Canonical Juju

private-address not refreshed in relation-data after binding change

Bug #1961448 reported by Rodrigo Barbieri on 2022-02-18

This bug affects 2 people

Affects		Status	Importance	Assigned to	Milestone
	Canonical Juju	Incomplete	High	Joseph Phillips
	OpenStack HA Cluster Charm	Fix Released	Undecided	Rodrigo Barbieri	OpenStack HA Cluster Charm 22.04

Bug Description

Juju version used: 2.9.12

On a fully functional deployment where hacluster has the correct binding for the hanode endpoint (therefore matching the IP assigned to the unit), changing the binding to an incorrect one (by running juju bind hacluster <wrong_binding> --force) expectedly causes network-get to fail and hanode-relation-changed hook failure, resulting in failure to write the IP to the ring0_addr properties in corosync.conf because the private-address property disappears from the relation-data (due to failure of network-get due to incorrect binding).

Now, setting the binding back to the correct one (through juju bind hacluster <correct_binding>) restores the network-get functionality, but it does not restore the missing private-address property from the relation-data. Therefore the hanode-relation-changed hook failure persists and the ring0_addr still cannot be written to corosync.conf because the private-address property is not found in the relation-data.

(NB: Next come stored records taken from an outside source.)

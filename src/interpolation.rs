//! Trilinear interpolation of a cylindrical field cell and the rotation of
//! the result into the Cartesian basis.

pub mod auto_vec;
pub mod hybrid;
pub mod scalar;
pub mod vectorized;

use crate::{
    cell::FieldCellCache,
    error::FieldError,
    geometry::{CylDim, Dim3, InCyl, Jacobian3, Point3, Vec3},
    lanes::Lanes4,
    num::{fbf, relative_difference},
    transform::{CylDerivatives, DirectionCosines},
};
use std::{fmt, str::FromStr};

#[cfg(feature = "serialization")]
use serde::{Deserialize, Serialize};

use self::{
    auto_vec::AutoVecInterpolator, hybrid::HybridInterpolator, scalar::ScalarInterpolator,
    vectorized::LaneInterpolator,
};

/// A point at which to evaluate the field, with its cylindrical radius and azimuth.
///
/// The radius and azimuth are expected to satisfy `x = r*cos(phi)` and
/// `y = r*sin(phi)`. They are never recomputed from the point.
#[derive(Clone, Copy, Debug, PartialEq)]
#[cfg_attr(feature = "serialization", derive(Serialize, Deserialize))]
pub struct FieldQuery {
    point: Point3,
    r: fbf,
    phi: fbf,
}

impl FieldQuery {
    /// Creates a new query from a Cartesian point and its precomputed
    /// radius and azimuth.
    pub fn new(point: Point3, r: fbf, phi: fbf) -> Self {
        Self { point, r, phi }
    }

    /// Creates a new query from a Cartesian point, computing its radius and azimuth.
    pub fn from_cartesian(point: Point3) -> Self {
        let (x, y) = (point[Dim3::X], point[Dim3::Y]);
        Self::new(point, fbf::hypot(x, y), fbf::atan2(y, x))
    }

    /// Creates a new query from cylindrical coordinates.
    pub fn from_cylindrical(z: fbf, r: fbf, phi: fbf) -> Self {
        Self::new(Point3::from_cylindrical(z, r, phi), r, phi)
    }

    pub fn point(&self) -> &Point3 {
        &self.point
    }

    pub fn z(&self) -> fbf {
        self.point[Dim3::Z]
    }

    pub fn r(&self) -> fbf {
        self.r
    }

    pub fn phi(&self) -> fbf {
        self.phi
    }
}

/// Fractional position of a point inside a cell along each axis.
///
/// The fractions are not clamped, so points outside the cell give
/// fractions outside `[0, 1]` and the interpolators extrapolate.
#[derive(Clone, Copy, Debug, PartialEq)]
pub struct CellFractions {
    upper: InCyl<fbf>,
    lower: InCyl<fbf>,
}

impl CellFractions {
    /// Computes the fractional position of the given coordinates in the cell,
    /// shifting phi up by one full turn if it lies below the lower phi bound.
    pub fn locate(cache: &FieldCellCache, z: fbf, r: fbf, phi: fbf) -> Self {
        let coords = InCyl::new(z, r, cache.wrapped_phi(phi));
        let upper = InCyl::with_each_component(|dim| {
            (coords[dim] - cache.lower_bound(dim)) * cache.inverse_width(dim)
        });
        let lower = InCyl::with_each_component(|dim| 1.0 - upper[dim]);
        Self { upper, lower }
    }

    /// Returns the weight of the upper bound samples along the given axis.
    pub fn upper(&self, dim: CylDim) -> fbf {
        self.upper[dim]
    }

    /// Returns the weight of the lower bound samples along the given axis.
    pub fn lower(&self, dim: CylDim) -> fbf {
        self.lower[dim]
    }

    /// Returns the lower and upper weights along the given axis, indexed by corner bit.
    pub fn weights(&self, dim: CylDim) -> [fbf; 2] {
        [self.lower[dim], self.upper[dim]]
    }
}

/// Whether to compute the spatial derivatives of the field.
#[derive(Clone, Copy, Debug, PartialEq, Eq)]
#[cfg_attr(feature = "serialization", derive(Serialize, Deserialize))]
pub enum ComputeDerivatives {
    Yes,
    No,
}

impl ComputeDerivatives {
    pub fn is_yes(&self) -> bool {
        *self == Self::Yes
    }
}

/// Result of evaluating the field at a point.
#[derive(Clone, Copy, Debug, PartialEq)]
#[cfg_attr(feature = "serialization", derive(Serialize, Deserialize))]
pub struct FieldEvaluation {
    field: Vec3,
    jacobian: Option<Jacobian3>,
}

impl FieldEvaluation {
    pub fn new(field: Vec3, jacobian: Option<Jacobian3>) -> Self {
        Self { field, jacobian }
    }

    /// Returns the Cartesian field vector (Bx, By, Bz).
    pub fn field(&self) -> &Vec3 {
        &self.field
    }

    /// Returns the Jacobian `d(Bx, By, Bz)/d(x, y, z)`, if it was computed.
    pub fn jacobian(&self) -> Option<&Jacobian3> {
        self.jacobian.as_ref()
    }

    /// Returns the nine Jacobian elements in row-major order, if computed.
    pub fn jacobian_row_major(&self) -> Option<[fbf; 9]> {
        self.jacobian.map(|jacobian| *jacobian.as_row_major())
    }

    /// Computes the largest relative difference between this and a
    /// reference evaluation over all field components and, when both
    /// carry one, all Jacobian elements.
    ///
    /// Reference values smaller in magnitude than `abs_floor` are compared
    /// by absolute difference instead.
    pub fn max_relative_difference(&self, reference: &Self, abs_floor: fbf) -> fbf {
        let field_diff = Dim3::slice()
            .iter()
            .map(|&dim| relative_difference(self.field[dim], reference.field[dim], abs_floor))
            .fold(0.0, fbf::max);
        match (&self.jacobian, &reference.jacobian) {
            (Some(jacobian), Some(reference_jacobian)) => jacobian
                .as_row_major()
                .iter()
                .zip(reference_jacobian.as_row_major().iter())
                .map(|(&value, &reference)| relative_difference(value, reference, abs_floor))
                .fold(field_diff, fbf::max),
            _ => field_diff,
        }
    }
}

/// Defines the properties of an interpolator for a cylindrical field cell.
pub trait FieldInterpolator: Clone + Sync + Send {
    /// Computes the scaled field components (Bz, Br, Bphi) at the given
    /// fractional position in the cell.
    fn interp_cylindrical_field(
        &self,
        cache: &FieldCellCache,
        fractions: &CellFractions,
    ) -> InCyl<fbf>;

    /// Computes the derivatives of the scaled field components with
    /// respect to z, r and phi at the given fractional position in the cell.
    fn compute_cylindrical_derivatives(
        &self,
        cache: &FieldCellCache,
        fractions: &CellFractions,
    ) -> CylDerivatives;

    /// Computes both the scaled field components and their derivatives.
    fn interp_cylindrical_field_and_derivatives(
        &self,
        cache: &FieldCellCache,
        fractions: &CellFractions,
    ) -> (InCyl<fbf>, CylDerivatives) {
        (
            self.interp_cylindrical_field(cache, fractions),
            self.compute_cylindrical_derivatives(cache, fractions),
        )
    }

    /// Evaluates the Cartesian field, and optionally its Jacobian, at the
    /// query point using the samples of the given cell.
    ///
    /// The point does not have to lie inside the cell; outside points are
    /// extrapolated. No validation is performed and no error is raised.
    fn evaluate(
        &self,
        query: &FieldQuery,
        cache: &FieldCellCache,
        derivatives: ComputeDerivatives,
    ) -> FieldEvaluation {
        let fractions = CellFractions::locate(cache, query.z(), query.r(), query.phi());
        let point = query.point();
        let cosines = DirectionCosines::new(
            point[Dim3::X],
            point[Dim3::Y],
            query.r(),
            cache.lower_bound(CylDim::Phi),
        );
        match derivatives {
            ComputeDerivatives::No => {
                let cyl_field = self.interp_cylindrical_field(cache, &fractions);
                FieldEvaluation::new(cosines.rotate_field(&cyl_field), None)
            }
            ComputeDerivatives::Yes => {
                let (cyl_field, cyl_derivatives) =
                    self.interp_cylindrical_field_and_derivatives(cache, &fractions);
                let field = cosines.rotate_field(&cyl_field);
                let jacobian = cosines.rotate_jacobian(&cyl_derivatives, &field);
                FieldEvaluation::new(field, Some(jacobian))
            }
        }
    }
}

/// Converts lanes holding (Bz, Br, Bphi, _) into cylindrical components.
fn component_lanes_to_cyl(lanes: Lanes4) -> InCyl<fbf> {
    let [z, r, phi, _] = lanes.to_array();
    InCyl::new(z, r, phi)
}

/// Converts lanes holding (Bz, Br, Bphi, _) for each coordinate into derivatives.
fn component_lanes_to_derivatives(d_dz: Lanes4, d_dr: Lanes4, d_dphi: Lanes4) -> CylDerivatives {
    CylDerivatives::new(
        component_lanes_to_cyl(d_dz),
        component_lanes_to_cyl(d_dr),
        component_lanes_to_cyl(d_dphi),
    )
}

/// Evaluation order used for computing the interpolated field.
#[derive(Clone, Copy, Debug, PartialEq, Eq)]
#[cfg_attr(feature = "serialization", derive(Serialize, Deserialize))]
#[cfg_attr(feature = "serialization", serde(rename_all = "snake_case"))]
pub enum InterpolatorScheme {
    /// Nested scalar sums.
    Scalar,
    /// Explicit four-lane formulation.
    Lanes,
    /// Corner weight array contracted in plain loops.
    AutoVec,
    /// Per-corner component lanes contracted with corner weights.
    Hybrid,
}

impl InterpolatorScheme {
    /// Creates an array of all available schemes.
    pub fn all() -> [Self; 4] {
        [Self::Scalar, Self::Lanes, Self::AutoVec, Self::Hybrid]
    }

    /// Returns the name of the scheme.
    pub fn name(&self) -> &'static str {
        match self {
            Self::Scalar => "scalar",
            Self::Lanes => "lanes",
            Self::AutoVec => "auto_vec",
            Self::Hybrid => "hybrid",
        }
    }
}

impl fmt::Display for InterpolatorScheme {
    fn fmt(&self, f: &mut fmt::Formatter<'_>) -> fmt::Result {
        f.write_str(self.name())
    }
}

impl FromStr for InterpolatorScheme {
    type Err = FieldError;

    fn from_str(s: &str) -> Result<Self, Self::Err> {
        Self::all()
            .into_iter()
            .find(|scheme| scheme.name() == s)
            .ok_or_else(|| FieldError::UnknownScheme(s.to_string()))
    }
}

/// An interpolator whose scheme is selected at runtime.
#[derive(Clone, Copy, Debug)]
pub enum SchemeInterpolator {
    Scalar(ScalarInterpolator),
    Lanes(LaneInterpolator),
    AutoVec(AutoVecInterpolator),
    Hybrid(HybridInterpolator),
}

impl SchemeInterpolator {
    /// Creates a new interpolator using the given scheme.
    pub fn new(scheme: InterpolatorScheme) -> Self {
        match scheme {
            InterpolatorScheme::Scalar => Self::Scalar(ScalarInterpolator::new()),
            InterpolatorScheme::Lanes => Self::Lanes(LaneInterpolator::new()),
            InterpolatorScheme::AutoVec => Self::AutoVec(AutoVecInterpolator::new()),
            InterpolatorScheme::Hybrid => Self::Hybrid(HybridInterpolator::new()),
        }
    }

    /// Returns the scheme used by the interpolator.
    pub fn scheme(&self) -> InterpolatorScheme {
        match self {
            Self::Scalar(_) => InterpolatorScheme::Scalar,
            Self::Lanes(_) => InterpolatorScheme::Lanes,
            Self::AutoVec(_) => InterpolatorScheme::AutoVec,
            Self::Hybrid(_) => InterpolatorScheme::Hybrid,
        }
    }
}

macro_rules! dispatch {
    ($self:ident, $interpolator:ident => $call:expr) => {
        match $self {
            SchemeInterpolator::Scalar($interpolator) => $call,
            SchemeInterpolator::Lanes($interpolator) => $call,
            SchemeInterpolator::AutoVec($interpolator) => $call,
            SchemeInterpolator::Hybrid($interpolator) => $call,
        }
    };
}

impl FieldInterpolator for SchemeInterpolator {
    fn interp_cylindrical_field(
        &self,
        cache: &FieldCellCache,
        fractions: &CellFractions,
    ) -> InCyl<fbf> {
        dispatch!(self, interpolator => interpolator.interp_cylindrical_field(cache, fractions))
    }

    fn compute_cylindrical_derivatives(
        &self,
        cache: &FieldCellCache,
        fractions: &CellFractions,
    ) -> CylDerivatives {
        dispatch!(self, interpolator => {
            interpolator.compute_cylindrical_derivatives(cache, fractions)
        })
    }

    fn interp_cylindrical_field_and_derivatives(
        &self,
        cache: &FieldCellCache,
        fractions: &CellFractions,
    ) -> (InCyl<fbf>, CylDerivatives) {
        dispatch!(self, interpolator => {
            interpolator.interp_cylindrical_field_and_derivatives(cache, fractions)
        })
    }
}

How to force refresh the relation-data to re-read parameters from network-get ?

As I understand, the properties private-address, ingress-address and egress-subnets are "essential" properties that are present in every endpoint, as long as network-get command is successful.

Is something blocking the relation-data to being refreshed or re-querying network-get ? like a hook error or blocked state?

Things I have tried:

1) First I tried smoothing out the errors from the wrong binding change until status was clear and back to active/idle, before invoking "juju bind hacluster <correct_binding>", such as:

a) juju resolved --no-retry
b) writing ring0_addr values in corosync.conf manually

Still, changing the binding to the correct one resulted in errors due to the lack of private-address property.

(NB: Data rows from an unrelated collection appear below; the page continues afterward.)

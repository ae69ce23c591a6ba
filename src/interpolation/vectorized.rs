//! Trilinear interpolation written explicitly in terms of four-wide lanes.
//!
//! The 8 samples of a component are loaded as two lane groups, one per phi
//! bound, each holding the corners `(z0 r0, z0 r1, z1 r0, z1 r1)`. Phi is
//! blended across the groups, the r weights are applied as the lane pattern
//! `(gr, fr, gr, fr)`, and the three components are then transposed so that
//! each lane group holds `(Bz, Br, Bphi, 0)` for one corner pair. Z is blended
//! across the corner pairs last.

use super::{
    component_lanes_to_cyl, component_lanes_to_derivatives, CellFractions, FieldInterpolator,
};
use crate::{
    cell::FieldCellCache,
    geometry::{
        CylDim::{self, Phi, R, Z},
        InCyl,
    },
    lanes::{LaneMask4, Lanes4},
    num::fbf,
    transform::CylDerivatives,
};

/// A trilinear interpolator using explicit four-lane arithmetic.
#[derive(Clone, Copy, Debug, Default)]
pub struct LaneInterpolator;

/// Lane groups for the three components, transposed to corner-pair order.
type CornerPairLanes = [Lanes4; 4];

impl LaneInterpolator {
    /// Lanes holding corners on the upper r bound.
    const UPPER_R_LANES: [bool; 4] = [false, true, false, true];

    /// Creates a new lane interpolator.
    pub fn new() -> Self {
        Self
    }

    fn load_phi_groups(cache: &FieldCellCache, component: CylDim) -> (Lanes4, Lanes4) {
        let samples = cache.samples(component).as_array();
        (
            Lanes4::from_slice(&samples[..4]),
            Lanes4::from_slice(&samples[4..]),
        )
    }

    fn r_weights(fractions: &CellFractions) -> Lanes4 {
        Lanes4::select(
            LaneMask4::new(Self::UPPER_R_LANES),
            Lanes4::splat(fractions.upper(R)),
            Lanes4::splat(fractions.lower(R)),
        )
    }

    /// Applies `combine` to the two phi groups of every component and
    /// transposes the results into corner-pair lanes of `(Bz, Br, Bphi, 0)`.
    fn corner_pair_lanes<C>(cache: &FieldCellCache, combine: C) -> CornerPairLanes
    where
        C: Fn(Lanes4, Lanes4) -> Lanes4,
    {
        let rows = CylDim::slice().map(|component| {
            let (lower_phi, upper_phi) = Self::load_phi_groups(cache, component);
            combine(lower_phi, upper_phi)
        });
        Lanes4::transpose([rows[0], rows[1], rows[2], Lanes4::zero()])
    }

    fn phi_blended(
        cache: &FieldCellCache,
        fractions: &CellFractions,
        r_weights: Lanes4,
    ) -> CornerPairLanes {
        let (gphi, fphi) = (fractions.lower(Phi), fractions.upper(Phi));
        Self::corner_pair_lanes(cache, |lower_phi, upper_phi| {
            (lower_phi * gphi + upper_phi * fphi) * r_weights
        })
    }

    fn z_blend(pairs: &CornerPairLanes, fractions: &CellFractions) -> Lanes4 {
        (pairs[0] + pairs[1]) * fractions.lower(Z) + (pairs[2] + pairs[3]) * fractions.upper(Z)
    }
}

impl FieldInterpolator for LaneInterpolator {
    fn interp_cylindrical_field(
        &self,
        cache: &FieldCellCache,
        fractions: &CellFractions,
    ) -> InCyl<fbf> {
        let pairs = Self::phi_blended(cache, fractions, Self::r_weights(fractions));
        component_lanes_to_cyl(Self::z_blend(&pairs, fractions) * cache.scale())
    }

    fn compute_cylindrical_derivatives(
        &self,
        cache: &FieldCellCache,
        fractions: &CellFractions,
    ) -> CylDerivatives {
        let scale = cache.scale();
        let r_weights = Self::r_weights(fractions);
        let (gz, fz) = (fractions.lower(Z), fractions.upper(Z));

        let weighted = Self::phi_blended(cache, fractions, r_weights);
        let d_dz = ((weighted[2] + weighted[3]) - (weighted[0] + weighted[1]))
            * (scale * cache.inverse_width(Z));

        let (gphi, fphi) = (fractions.lower(Phi), fractions.upper(Phi));
        let blended = Self::corner_pair_lanes(cache, |lower_phi, upper_phi| {
            lower_phi * gphi + upper_phi * fphi
        });
        let d_dr = ((blended[1] - blended[0]) * gz + (blended[3] - blended[2]) * fz)
            * (scale * cache.inverse_width(R));

        let differences = Self::corner_pair_lanes(cache, |lower_phi, upper_phi| {
            (upper_phi - lower_phi) * r_weights
        });
        let d_dphi = Self::z_blend(&differences, fractions) * (scale * cache.inverse_width(Phi));

        component_lanes_to_derivatives(d_dz, d_dr, d_dphi)
    }
}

2) With the correct binding now set, I then tried to refresh the property and overcome the errors in several ways:

a) juju resolved --no-retry
b) writing ring0_addr values in corosync.conf manually
c) setting the private-address properties manually through relation-set
d) restarting jujud
e) restarting the lxd container

None of those would work, and despite having set the property manually, the code at [0] still re-read "None" from the private-address properties in the relation-data as if they weren't set.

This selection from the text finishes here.